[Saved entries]
use crate::config::AppConfig;
use anyhow::{Context, Result};
use std::path::Path;

/// Writes the example configuration to the default location.
pub fn setup() -> Result<()> {
    let path = AppConfig::default_config_path()?;
    setup_at_path(path)
}

/// Writes the example configuration to `path`, refusing to overwrite.
pub fn setup_at_path<P: AsRef<Path>>(path: P) -> Result<()> {
    let path = path.as_ref();

    if path.exists() {
        anyhow::bail!("Configuration file already exists at {}", path.display());
    }

    if let Some(parent) = path.parent() {
        std::fs::create_dir_all(parent)
            .with_context(|| format!("Failed to create directory: {}", parent.display()))?;
    }

    let default_config = include_str!("../../docs/example_config.yaml");

    std::fs::write(path, default_config)
        .with_context(|| format!("Failed to write config file to {}", path.display()))?;

    tracing::info!("Created default configuration at {}", path.display());
    Ok(())
}

#[cfg(test)]
mod tests {
    use super::*;
    use crate::config::{RefreshMode, SourceConfig};
    use crate::core::Currency;
    use std::fs;
    use tempfile::TempDir;

    #[test]
    fn test_setup_creates_config_file() -> Result<()> {
        let temp_dir = TempDir::new()?;
        let config_path = temp_dir.path().join("nested").join("config.yaml");

        setup_at_path(&config_path)?;

        assert!(config_path.exists());
        let content = fs::read_to_string(&config_path)?;
        assert!(content.contains("# Example configuration file for fxmoney"));
        assert!(content.contains("source:"));
        assert!(content.contains("refresh:"));

        Ok(())
    }

    #[test]
    fn test_setup_fails_if_config_exists() -> Result<()> {
        let temp_dir = TempDir::new()?;
        let config_path = temp_dir.path().join("config.yaml");
        std::fs::write(&config_path, "test")?;

        let result = setup_at_path(&config_path);
        assert!(result.is_err());
        assert!(result.unwrap_err().to_string().contains("already exists"));
        assert_eq!(fs::read_to_string(&config_path)?, "test");

        Ok(())
    }

    #[test]
    fn test_example_config_is_valid_yaml() -> Result<()> {
        let example_config = include_str!("../../docs/example_config.yaml");
        let config: AppConfig = serde_yaml::from_str(example_config)
            .context("Failed to parse example config as YAML")?;

        assert_eq!(config.default_currency, Currency::Usd);
        assert!(matches!(config.source, SourceConfig::Remote { .. }));
        assert_eq!(config.refresh.mode, RefreshMode::Scheduled);
        assert!(config.cache.is_some_and(|c| c.enabled));

        Ok(())
    }
}
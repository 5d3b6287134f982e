//! Process-wide money settings.
//!
//! Holds the active update strategy, its provider and the default currency used by
//! the ambient [`Money`](crate::core::Money) operations. Code that can pass a
//! provider explicitly should prefer the `*_with` operations instead.
//!
//! Until [`install`] is called, [`current`] serves identity factors in the pivot
//! currency.

use arc_swap::ArcSwapOption;
use std::sync::Arc;
use tracing::{debug, info};

use crate::core::{Currency, FxResult, LiveFactorProvider};
use crate::strategies::{OneShotStrategy, UpdateStrategy};

static ACTIVE: ArcSwapOption<MoneySettings> = ArcSwapOption::const_empty();

/// An initialized strategy, its provider and the default currency.
pub struct MoneySettings {
    strategy: Arc<dyn UpdateStrategy>,
    provider: Arc<LiveFactorProvider>,
    default_currency: Currency,
}

impl MoneySettings {
    /// Initializes `strategy` and binds its provider.
    pub async fn new(strategy: Arc<dyn UpdateStrategy>, default_currency: Currency) -> FxResult<Self> {
        let provider = strategy.create_and_init_provider().await?;
        Ok(Self {
            strategy,
            provider,
            default_currency,
        })
    }

    /// Settings that never convert: identity factors, pivot as default currency.
    pub fn identity() -> Self {
        Self {
            strategy: Arc::new(OneShotStrategy::fixed(std::iter::empty())),
            provider: Arc::new(LiveFactorProvider::identity()),
            default_currency: Currency::PIVOT,
        }
    }

    pub fn strategy(&self) -> &Arc<dyn UpdateStrategy> {
        &self.strategy
    }

    pub fn provider(&self) -> &Arc<LiveFactorProvider> {
        &self.provider
    }

    pub fn default_currency(&self) -> Currency {
        self.default_currency
    }
}

/// The active settings, falling back to [`MoneySettings::identity`].
pub fn current() -> Arc<MoneySettings> {
    if let Some(active) = ACTIVE.load_full() {
        return active;
    }
    let identity = Arc::new(MoneySettings::identity());
    let previous =
        ACTIVE.compare_and_swap(&None::<Arc<MoneySettings>>, Some(Arc::clone(&identity)));
    match &*previous {
        // Lost the race to a concurrent install or another fallback.
        Some(active) => Arc::clone(active),
        None => {
            debug!("No money settings installed, using identity factors");
            identity
        }
    }
}

/// Makes `settings` the active ones. The previously active strategy is disposed.
pub fn install(settings: Arc<MoneySettings>) {
    let previous = ACTIVE.swap(Some(Arc::clone(&settings)));
    if let Some(previous) = previous {
        if !Arc::ptr_eq(&previous, &settings) {
            previous.strategy.dispose();
        }
    }
    info!(default_currency = %settings.default_currency, "Money settings installed");
}

/// Drops the active settings and disposes their strategy.
pub fn reset() {
    if let Some(previous) = ACTIVE.swap(None) {
        previous.strategy.dispose();
    }
}
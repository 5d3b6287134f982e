//! Conversion factor tables and their row codec.

use rust_decimal::Decimal;
use std::str::FromStr;
use tracing::debug;

use super::currency::Currency;
use super::error::{FxError, FxResult};

/// Smallest accepted factor, 1e-12.
pub const MIN_FACTOR: Decimal = Decimal::from_parts(1, 0, 0, false, 12);
/// Largest accepted factor, 1e12.
pub const MAX_FACTOR: Decimal = Decimal::from_parts(0xD4A5_1000, 0xE8, 0, false, 0);

/// One factor per currency, each expressed as pivot units per one unit of that currency.
///
/// The pivot and `Unknown` entries are pinned to one and every other factor lies in
/// `MIN_FACTOR..=MAX_FACTOR`, so any ratio of two factors fits a `Decimal`. Tables
/// are plain values: a clone shares nothing with the original.
#[derive(Debug, Clone, Copy, PartialEq, Eq)]
pub struct FactorTable {
    factors: [Decimal; Currency::COUNT],
}

impl FactorTable {
    /// An identity table: every factor is one.
    pub fn new() -> Self {
        Self {
            factors: [Decimal::ONE; Currency::COUNT],
        }
    }

    /// Builds a table from `(currency, factor)` pairs, skipping entries that can't be set.
    pub fn from_rates<I>(rates: I) -> Self
    where
        I: IntoIterator<Item = (Currency, Decimal)>,
    {
        let mut table = Self::new();
        for (currency, factor) in rates {
            if let Err(e) = table.set(currency, factor) {
                debug!(%currency, %factor, error = %e, "Skipping factor");
            }
        }
        table
    }

    pub fn get(&self, currency: Currency) -> Decimal {
        self.factors[currency.index()]
    }

    pub fn set(&mut self, currency: Currency, factor: Decimal) -> FxResult<()> {
        if currency == Currency::Unknown {
            return Err(FxError::InvalidArgument(
                "cannot set a factor for the unknown currency".to_string(),
            ));
        }
        if currency == Currency::PIVOT {
            return Err(FxError::InvalidArgument(format!(
                "the factor of {currency} is always 1"
            )));
        }
        if factor <= Decimal::ZERO {
            return Err(FxError::InvalidArgument(format!(
                "factor for {currency} must be greater than zero, got {factor}"
            )));
        }
        if !(MIN_FACTOR..=MAX_FACTOR).contains(&factor) {
            return Err(FxError::InvalidArgument(format!(
                "factor for {currency} must lie between {MIN_FACTOR} and {MAX_FACTOR}, got {factor}"
            )));
        }
        self.factors[currency.index()] = factor;
        Ok(())
    }

    /// Builder-style [`set`](Self::set).
    pub fn with(mut self, currency: Currency, factor: Decimal) -> FxResult<Self> {
        self.set(currency, factor)?;
        Ok(self)
    }

    /// Factors of every priced currency, in definition order.
    pub fn iter(&self) -> impl Iterator<Item = (Currency, Decimal)> + '_ {
        Currency::priced().map(|c| (c, self.get(c)))
    }

    pub fn is_identity(&self) -> bool {
        self.factors.iter().all(|f| *f == Decimal::ONE)
    }

    /// Reads `SYMBOL,FACTOR` rows. Malformed or unknown rows are skipped.
    pub fn parse_csv(data: &[u8]) -> Self {
        parse_rows(data, 0)
    }

    /// Writes one `SYMBOL,FACTOR` row per priced currency.
    pub fn to_csv(&self) -> String {
        self.iter()
            .map(|(currency, factor)| format!("{currency},{factor}"))
            .collect::<Vec<_>>()
            .join("\n")
    }
}

impl Default for FactorTable {
    fn default() -> Self {
        Self::new()
    }
}

/// Parses `(symbol, factor)` rows into a table.
///
/// `suffix_len` characters are stripped from every symbol before the currency lookup;
/// rows whose symbol is not longer than the suffix are skipped. A row is kept only if
/// it names a priced currency and its factor is a positive invariant decimal.
pub(crate) fn parse_rows(data: &[u8], suffix_len: usize) -> FactorTable {
    let mut reader = csv::ReaderBuilder::new()
        .has_headers(false)
        .flexible(true)
        .trim(csv::Trim::All)
        .from_reader(data);

    let mut table = FactorTable::new();
    let mut accepted = 0usize;

    for record in reader.records() {
        let Ok(record) = record else {
            continue;
        };
        let (Some(symbol), Some(raw_factor)) = (record.get(0), record.get(1)) else {
            continue;
        };
        let Some(currency) = strip_suffix(symbol, suffix_len).and_then(Currency::from_code) else {
            continue;
        };
        if !currency.is_priced() {
            continue;
        }
        let Some(factor) = parse_invariant_decimal(raw_factor) else {
            continue;
        };
        if table.set(currency, factor).is_ok() {
            accepted += 1;
        }
    }

    debug!(accepted, "Parsed factor rows");
    table
}

fn strip_suffix(symbol: &str, suffix_len: usize) -> Option<&str> {
    if suffix_len == 0 {
        return Some(symbol);
    }
    let char_count = symbol.chars().count();
    if char_count <= suffix_len {
        return None;
    }
    let split = symbol
        .char_indices()
        .nth(char_count - suffix_len)
        .map(|(i, _)| i)?;
    Some(&symbol[..split])
}

/// Parses a decimal with `.` as separator and optional `,` grouping.
pub(crate) fn parse_invariant_decimal(text: &str) -> Option<Decimal> {
    let cleaned: String = text.trim().chars().filter(|c| *c != ',').collect();
    if cleaned.is_empty() {
        return None;
    }
    Decimal::from_str(&cleaned).ok()
}
//! Single-flight and cancellation control for factor sources.

use std::future::Future;
use std::sync::atomic::{AtomicBool, Ordering};
use std::sync::{Arc, Mutex, PoisonError};
use tokio_util::sync::CancellationToken;
use tracing::debug;

use super::error::{FxError, FxResult};
use super::event::{LoadCallback, LoadOutcome};
use super::factors::FactorTable;

#[derive(Debug)]
struct FlightState {
    name: String,
    busy: AtomicBool,
    disposed: AtomicBool,
    token: Mutex<Option<CancellationToken>>,
}

/// Admits at most one outstanding load per source.
///
/// Clones share state, so a source can hand one to a spawned task.
#[derive(Debug, Clone)]
pub struct FlightControl {
    state: Arc<FlightState>,
}

impl FlightControl {
    pub fn new(name: impl Into<String>) -> Self {
        Self {
            state: Arc::new(FlightState {
                name: name.into(),
                busy: AtomicBool::new(false),
                disposed: AtomicBool::new(false),
                token: Mutex::new(None),
            }),
        }
    }

    /// Claims the source for one load.
    pub fn begin(&self) -> FxResult<Flight> {
        if self.is_disposed() {
            return Err(FxError::Disposed("Factor source"));
        }
        if self
            .state
            .busy
            .compare_exchange(false, true, Ordering::AcqRel, Ordering::Acquire)
            .is_err()
        {
            return Err(FxError::ConcurrencyViolation(self.state.name.clone()));
        }

        let token = CancellationToken::new();
        *self.slot() = Some(token.clone());
        // dispose() may have run between the check above and publishing the token
        if self.is_disposed() {
            token.cancel();
        }
        debug!(source = %self.state.name, "Load started");
        Ok(Flight {
            state: Arc::clone(&self.state),
            token,
        })
    }

    /// Cancels the outstanding load, if any.
    pub fn cancel(&self) {
        if let Some(token) = self.slot().as_ref() {
            debug!(source = %self.state.name, "Cancelling load");
            token.cancel();
        }
    }

    /// Cancels the outstanding load and refuses new ones. Idempotent.
    pub fn dispose(&self) {
        if !self.state.disposed.swap(true, Ordering::AcqRel) {
            self.cancel();
        }
    }

    pub fn is_disposed(&self) -> bool {
        self.state.disposed.load(Ordering::Acquire)
    }

    pub fn is_busy(&self) -> bool {
        self.state.busy.load(Ordering::Acquire)
    }

    fn slot(&self) -> std::sync::MutexGuard<'_, Option<CancellationToken>> {
        self.state.token.lock().unwrap_or_else(PoisonError::into_inner)
    }
}

/// A claimed load. Dropping it frees the source for the next one.
#[derive(Debug)]
pub struct Flight {
    state: Arc<FlightState>,
    token: CancellationToken,
}

impl Flight {
    /// Drives `fut`, reporting [`FxError::Cancelled`] once the flight is cancelled.
    pub async fn run<T, F>(&self, fut: F) -> FxResult<T>
    where
        F: Future<Output = FxResult<T>>,
    {
        tokio::select! {
            biased;
            _ = self.token.cancelled() => Err(FxError::Cancelled),
            result = fut => {
                if self.token.is_cancelled() {
                    Err(FxError::Cancelled)
                } else {
                    result
                }
            }
        }
    }

    /// Runs `fut` on the current runtime and hands the outcome to `on_done`.
    ///
    /// The flight is released before `on_done` runs, so the callback may start
    /// another load on the same source.
    pub fn spawn<F>(self, fut: F, on_done: LoadCallback) -> FxResult<()>
    where
        F: Future<Output = FxResult<FactorTable>> + Send + 'static,
    {
        let handle = tokio::runtime::Handle::try_current()
            .map_err(|e| FxError::load_failed(format!("no async runtime: {e}")))?;
        handle.spawn(async move {
            let result = self.run(fut).await;
            drop(self);
            on_done(LoadOutcome::from(result));
        });
        Ok(())
    }
}

impl Drop for Flight {
    fn drop(&mut self) {
        let mut slot = self.state.token.lock().unwrap_or_else(PoisonError::into_inner);
        *slot = None;
        drop(slot);
        self.state.busy.store(false, Ordering::Release);
        debug!(source = %self.state.name, "Load finished");
    }
}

▶ _PROBLEM DETAILS_
Set down, from the entries above, exactly the lines from the one with "assert!(config_path.exists());" up to and including the one with "let result = setup_at_path(&config_path);", and no other lines.

▶ _EXERCISE RESPONSE_
        assert!(config_path.exists());
        let content = fs::read_to_string(&config_path)?;
        assert!(content.contains("# Example configuration file for fxmoney"));
        assert!(content.contains("source:"));
        assert!(content.contains("refresh:"));

        Ok(())
    }

    #[test]
    fn test_setup_fails_if_config_exists() -> Result<()> {
        let temp_dir = TempDir::new()?;
        let config_path = temp_dir.path().join("config.yaml");
        std::fs::write(&config_path, "test")?;

        let result = setup_at_path(&config_path);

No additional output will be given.